Bohórquez DV, Bohórquez NE, and PR Ferket.  2011.  Ultrastructural development of the small intestinal mucosa in the embryo and turkey poult: A light and electron microscopy study.  Poult Sci 90 (4):842–855.

The potential for growth and feed efficiency in turkey poults directly correlates with the early development of the intestinal epithelium. Although the metabolic aspects of enteric maturation have been studied, little is known about the ultrastructural development of the enteric epithelium in the turkey embryo and poult.

The objective of this study was to document the morphological and ultrastructural development of the jejunum mucosa in turkeys, from 15 d of incubation (embryonic day; E) to 12 d post hatch. Intestinal samples from 4 embryos or poults were collected and analyzed by light and electron microscopy (transmission and scanning).
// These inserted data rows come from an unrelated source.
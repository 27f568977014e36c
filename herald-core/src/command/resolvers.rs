use std::collections::HashMap;
use std::sync::Arc;

use herald_common::util::parse_duration;

use super::arguments::{ArgumentType, Value};
use crate::context::InvocationContext;

/// What a resolver made of a token.
#[derive(Debug, PartialEq)]
pub enum Resolution {
    Invalid,
    Valid(Value),
    /// The value absorbed the remaining input; no further positional arguments may follow.
    EndNow(Value),
}

/// Converts a raw token into a typed [`Value`].
///
/// Resolvers must treat malformed input as [`Resolution::Invalid`] and never panic. Hosts register
/// their own resolvers for platform entities (users, channels, roles) under
/// [`ArgumentType::Custom`].
pub trait Resolver: Send + Sync {
    fn resolve(&self, ctx: &InvocationContext, token: &str) -> Resolution;
}

impl<F> Resolver for F
where
    F: Fn(&InvocationContext, &str) -> Resolution + Send + Sync,
{
    fn resolve(&self, ctx: &InvocationContext, token: &str) -> Resolution {
        self(ctx, token)
    }
}

fn resolve_word(_: &InvocationContext, token: &str) -> Resolution {
    Resolution::Valid(Value::from(token))
}

fn resolve_text(_: &InvocationContext, token: &str) -> Resolution {
    Resolution::EndNow(Value::from(token))
}

fn resolve_integer(_: &InvocationContext, token: &str) -> Resolution {
    match token.parse::<i64>() {
        Ok(x) => Resolution::Valid(Value::Integer(x)),
        Err(_) => Resolution::Invalid,
    }
}

fn resolve_float(_: &InvocationContext, token: &str) -> Resolution {
    match token.parse::<f64>() {
        Ok(x) if x.is_finite() => Resolution::Valid(Value::Float(x)),
        _ => Resolution::Invalid,
    }
}

fn resolve_boolean(_: &InvocationContext, token: &str) -> Resolution {
    match token.to_ascii_lowercase().as_str() {
        "true" | "yes" | "on" | "1" => Resolution::Valid(Value::Boolean(true)),
        "false" | "no" | "off" | "0" => Resolution::Valid(Value::Boolean(false)),
        _ => Resolution::Invalid,
    }
}

fn resolve_time(_: &InvocationContext, token: &str) -> Resolution {
    match parse_duration(token) {
        Ok(x) => Resolution::Valid(Value::Time(x)),
        Err(_) => Resolution::Invalid,
    }
}

/// Maps argument types to their resolvers. Populated during setup and read-only afterwards.
#[derive(Clone, Default)]
pub struct ResolverRegistry {
    resolvers: HashMap<ArgumentType, Arc<dyn Resolver>>,
}

impl ResolverRegistry {
    /// An empty registry. Every argument will be invalid until resolvers are registered.
    pub fn new() -> Self {
        Self::default()
    }

    /// A registry with resolvers for every built-in [`ArgumentType`].
    pub fn with_defaults() -> Self {
        let mut registry = Self::new();
        registry.register(ArgumentType::Word, resolve_word);
        registry.register(ArgumentType::Text, resolve_text);
        registry.register(ArgumentType::Integer, resolve_integer);
        registry.register(ArgumentType::Float, resolve_float);
        registry.register(ArgumentType::Boolean, resolve_boolean);
        registry.register(ArgumentType::Time, resolve_time);
        registry
    }

    /// Registers `resolver` for `r#type`, replacing any previous one.
    pub fn register(&mut self, r#type: ArgumentType, resolver: impl Resolver + 'static) -> &mut Self {
        self.resolvers.insert(r#type, Arc::new(resolver));
        self
    }

    pub fn get(&self, r#type: ArgumentType) -> Option<&Arc<dyn Resolver>> {
        self.resolvers.get(&r#type)
    }

    pub fn contains(&self, r#type: ArgumentType) -> bool {
        self.resolvers.contains_key(&r#type)
    }
}

impl std::fmt::Debug for ResolverRegistry {
    fn fmt(&self, f: &mut std::fmt::Formatter<'_>) -> std::fmt::Result {
        f.debug_set().entries(self.resolvers.keys()).finish()
    }
}

#[cfg(test)]
mod tests {
    use std::time::Duration;

    use super::*;

    fn resolve(r#type: ArgumentType, token: &str) -> Resolution {
        let registry = ResolverRegistry::with_defaults();
        let resolver = registry.get(r#type).unwrap();
        resolver.resolve(&InvocationContext::default(), token)
    }

    #[test]
    fn builtin_resolvers() {
        assert_eq!(resolve(ArgumentType::Integer, "-42"), Resolution::Valid(Value::Integer(-42)));
        assert_eq!(resolve(ArgumentType::Integer, "4.2"), Resolution::Invalid);
        assert_eq!(resolve(ArgumentType::Float, "4.2"), Resolution::Valid(Value::Float(4.2)));
        assert_eq!(resolve(ArgumentType::Float, "NaN"), Resolution::Invalid);
        assert_eq!(resolve(ArgumentType::Boolean, "Yes"), Resolution::Valid(Value::Boolean(true)));
        assert_eq!(resolve(ArgumentType::Boolean, "maybe"), Resolution::Invalid);
        assert_eq!(
            resolve(ArgumentType::Time, "1m30s"),
            Resolution::Valid(Value::Time(Duration::from_secs(90)))
        );
        assert_eq!(resolve(ArgumentType::Time, "soon"), Resolution::Invalid);
        assert_eq!(resolve(ArgumentType::Text, "a b"), Resolution::EndNow(Value::from("a b")));
    }

    #[test]
    fn custom_resolver() {
        #[derive(Debug, PartialEq)]
        struct Colour(u32);

        let mut registry = ResolverRegistry::with_defaults();
        registry.register(ArgumentType::Custom("colour"), |_: &InvocationContext, token: &str| {
            match u32::from_str_radix(token.trim_start_matches('#'), 16) {
                Ok(x) => Resolution::Valid(Value::custom(Colour(x))),
                Err(_) => Resolution::Invalid,
            }
        });

        let resolver = registry.get(ArgumentType::Custom("colour")).unwrap();
        let Resolution::Valid(value) = resolver.resolve(&InvocationContext::default(), "#ff0000") else {
            panic!("expected a colour");
        };
        assert_eq!(value.downcast::<Colour>(), Some(&Colour(0xff0000)));
        assert!(!registry.contains(ArgumentType::Custom("user")));
    }
}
In addition, amniotic fluid volume was determined in 6 eggs from E15 to E25. Longitudinal previllus ridges at E15 gradually formed zigzag patterns that led to the formation of 2 parallel lines of mature villi by E25.

The volume of amniotic fluid was rapidly depleted as the embryo swallowed it between E19 and E25. During this period, a major increase occurs in villus height, the apical end of epithelial cells is gradually tightened by the junctional complex, and mature goblet cells are visible at the apical end of villi. Villus height steadily increases until reaching a plateau at 8 d.

Villi morphology shifts gradually from finger-like projections before hatch to leaf-like projections by 12 d. At this age, the enteric epithelium is in intimate association with microbes such as segmented filamentous bacteria. The profound morphological adaptations of the turkey gut epithelium in response to amniotic fluid swallowing before hatch, and dietary factors and bacteria after hatch, demonstrate the plasticity of the enteric epithelium at this time.

The supplementation of enteric modulators before hatch (in ovo feeding) and after hatch has the potential to shape gut maturation and enhance the growth performance of turkey poults.